Rails developers often use to_param to add more information to the url. Taking this very page as an example:

http://logdown.com/account/posts/290439-seo-and-to-param

We can clear get an idea of what this page is about. Therefore search engines favours this kind of urls.

However, if we just override to_param, we would also see other urls getting changed. One most notable example would be edit path:

http://logdown.com/account/posts/290439-seo-and-to-param/edit

I think this can cause issues as the seo-friend param can potentially get very long. Then it would be difficult to notice the edit in the url. Also it may not be that useful to do SEO on action urls (rather than the content urls). We probably will never want edit page to appear on search engines.

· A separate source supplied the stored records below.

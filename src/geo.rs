//! Recovers coordinates from embedded map URLs.

use url::form_urlencoded;

/// Reads the `center=lat,lon` query parameter of a map embed URL.
///
/// Works on absolute and relative URLs. Returns `None` when the parameter is
/// missing or does not hold two finite numbers.
pub fn extract_coordinates(map_url: &str) -> Option<(f64, f64)> {
    let (_, query) = map_url.split_once('?')?;
    let query = query.split('#').next().unwrap_or_default();

    let center = form_urlencoded::parse(query.as_bytes())
        .find(|(key, _)| key == "center")
        .map(|(_, value)| value.into_owned())?;

    let (lat, lon) = center.split_once(',')?;
    let lat = lat.trim().parse::<f64>().ok()?;
    let lon = lon.trim().parse::<f64>().ok()?;

    (lat.is_finite() && lon.is_finite()).then_some((lat, lon))
}
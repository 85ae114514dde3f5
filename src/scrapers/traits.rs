use anyhow::Result;
use async_trait::async_trait;
use std::time::Duration;

/// Page fetching capability used by both crawl phases
///
/// Implementations hold exactly one page at a time. Field lookups run on the
/// HTML returned by [`PageFetcher::content`]; interactions go through
/// `click`/`wait_until_clickable`. Every call may fail.
#[async_trait]
pub trait PageFetcher: Send {
    /// Load `url` and wait for it to finish navigating
    async fn navigate(&mut self, url: &str) -> Result<()>;

    /// Rendered DOM of the current page
    async fn content(&mut self) -> Result<String>;

    /// Click the first element matching `selector`
    async fn click(&mut self, selector: &str) -> Result<()>;

    /// Wait up to `timeout` for `selector` to appear, then click it
    async fn wait_until_clickable(&mut self, selector: &str, timeout: Duration) -> Result<()>;

    /// Release the underlying resource
    async fn close(&mut self) -> Result<()>;

    /// Name used in logs
    fn name(&self) -> &'static str;
}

I think instead, we should conditionally do SEO on urls that needs it. One way to do this is to have our own version of the url helpers. For example, we can define post_url and post_path like this:


# Override default generated Rails route helpers.
module CustomUrlHelper
  def post_path(target, options = nil)
    target = "#{post.id}-#{post.title[0..60]}" if target.respond_to?(:title)
    super(target, options)
  end
end
Rails.application.routes.url_helpers.send(:include, CustomUrlHelper)

This means only show/delete/update paths will be SEO friendly. Other paths (especially custom actions) will be unaffected.